The Corporation continually evaluates the accounting policies and estimates it
uses to prepare the consolidated financial statements. In general, management's
estimates are based on historical experience and on various other assumptions
that are believed to be reasonable under the facts and circumstances. Actual
results could differ from those estimates made by management.

The policies discussed below are considered by management to be critical to an
understanding of the Corporation's financial statements because their
application places the most significant demands on management's judgment, with
financial reporting results relying on estimation about the effect of matters
that are inherently uncertain. For all these policies, management cautions that
future events may not necessarily develop as forecast, and the best estimates
routinely require adjustment. Management believes that the amounts provided for
these critical accounting estimates are adequate.

CLAIM LIABILITIES

The Corporation recognizes claim liabilities for all its insurance subsidiaries
as follows:

         -        Claims processed and incomplete for the health insurance
                  segments represent the estimated amounts to be paid to
                  providers based on experience and accumulated statistical
                  data.

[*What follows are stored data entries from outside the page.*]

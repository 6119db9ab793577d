use crossterm::event::KeyEvent;

#[derive(Debug, Clone, PartialEq)]
pub enum Event {
    Key(KeyEvent),
    Tick,
    Resize { width: u16, height: u16 },
}
pub mod catalog;
pub mod common;
pub mod debug;
pub mod status_bar;
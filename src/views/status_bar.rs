use ratatui::{
    Frame,
    layout::Rect,
    style::Style,
    text::{Line, Span},
    widgets::Paragraph,
};

use super::common::{dim_style, palette, status_color};

/// Builder for the single-line status bar under the product list.
///
/// Layout: `[Label] [Status?] Position | More? | Help Text`
pub struct StatusBar<'a> {
    label: &'a str,
    status: Option<(&'a str, bool)>,
    position: Option<(usize, usize)>,
    end_of_feed: bool,
    help_text: &'a str,
}

impl Default for StatusBar<'_> {
    fn default() -> Self {
        Self::new()
    }
}

impl<'a> StatusBar<'a> {
    pub fn new() -> Self {
        Self {
            label: "",
            status: None,
            position: None,
            end_of_feed: false,
            help_text: "",
        }
    }

    pub fn label(mut self, label: &'a str) -> Self {
        self.label = label;
        self
    }

    pub fn loading(mut self, text: &'a str) -> Self {
        self.status = Some((text, false));
        self
    }

    pub fn error(mut self, text: &'a str) -> Self {
        self.status = Some((text, true));
        self
    }

    pub fn position(mut self, current: usize, total: usize) -> Self {
        self.position = Some((current, total));
        self
    }

    pub fn end_of_feed(mut self, end: bool) -> Self {
        self.end_of_feed = end;
        self
    }

    pub fn help(mut self, text: &'a str) -> Self {
        self.help_text = text;
        self
    }

    pub fn render(self, frame: &mut Frame, area: Rect) {
        let mut spans = vec![
            Span::styled(
                format!(" {} ", self.label),
                Style::default()
                    .bg(palette::STATUS_BAR_BG)
                    .fg(palette::STATUS_BAR_FG),
            ),
            Span::raw(" "),
        ];

        if let Some((text, is_error)) = self.status {
            spans.push(Span::styled(
                text.to_string(),
                Style::default().fg(status_color(is_error)),
            ));
            spans.push(Span::raw(" | "));
        }

        if let Some((current, total)) = self.position {
            let total = if self.end_of_feed {
                total.to_string()
            } else {
                format!("{total}+")
            };
            spans.push(Span::styled(format!("{current}/{total}"), dim_style()));
            spans.push(Span::raw(" | "));
        }

        spans.push(Span::styled(self.help_text.to_string(), dim_style()));

        frame.render_widget(Paragraph::new(Line::from(spans)), area);
    }
}

#[cfg(test)]
mod tests {
    use super::*;
    use crate::views::tests::render_to_string;

    #[test]
    fn test_status_bar_full() {
        let output = render_to_string(60, 1, |frame| {
            StatusBar::new()
                .label("Catalog")
                .position(5, 12)
                .end_of_feed(true)
                .help("j:down  q:quit")
                .render(frame, frame.area());
        });

        assert!(output.contains("Catalog"));
        assert!(output.contains("5/12 "));
        assert!(output.contains("j:down"));
    }

    #[test]
    fn test_status_bar_marks_open_ended_total() {
        let output = render_to_string(60, 1, |frame| {
            StatusBar::new()
                .label("Catalog")
                .loading("Loading more...")
                .position(1, 8)
                .render(frame, frame.area());
        });

        assert!(output.contains("Loading more"));
        assert!(output.contains("1/8+"));
    }

    #[test]
    fn test_status_bar_minimal() {
        let output = render_to_string(40, 1, |frame| {
            StatusBar::new()
                .label("Test")
                .help("q:quit")
                .render(frame, frame.area());
        });

        assert!(output.contains("Test"));
        assert!(output.contains("q:quit"));
    }
}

Loss-adjustment expenses related to such claims are
                  accrued based on estimated future expenses necessary to
                  process such claims.

         -        Claims processed and incomplete and loss-adjustment expenses
                  of the property and casualty insurance segment represents the
                  individual case estimate for reported claims and estimates
                  for unreported losses, net of any salvage and subrogation as
                  well as an estimate of expenses for investigating and
                  settling claims. These estimates are based on analysis of
                  prior loss experience modified for current trends.


                                                                        Page 29

         -        Claims processed and incomplete of the life and disability
                  insurance segment are based on the amount of benefits
                  contractually determined for reported claims and on estimates
                  for unreported claims. These estimates are based on analysis
                  of prior loss experience modified for current trends.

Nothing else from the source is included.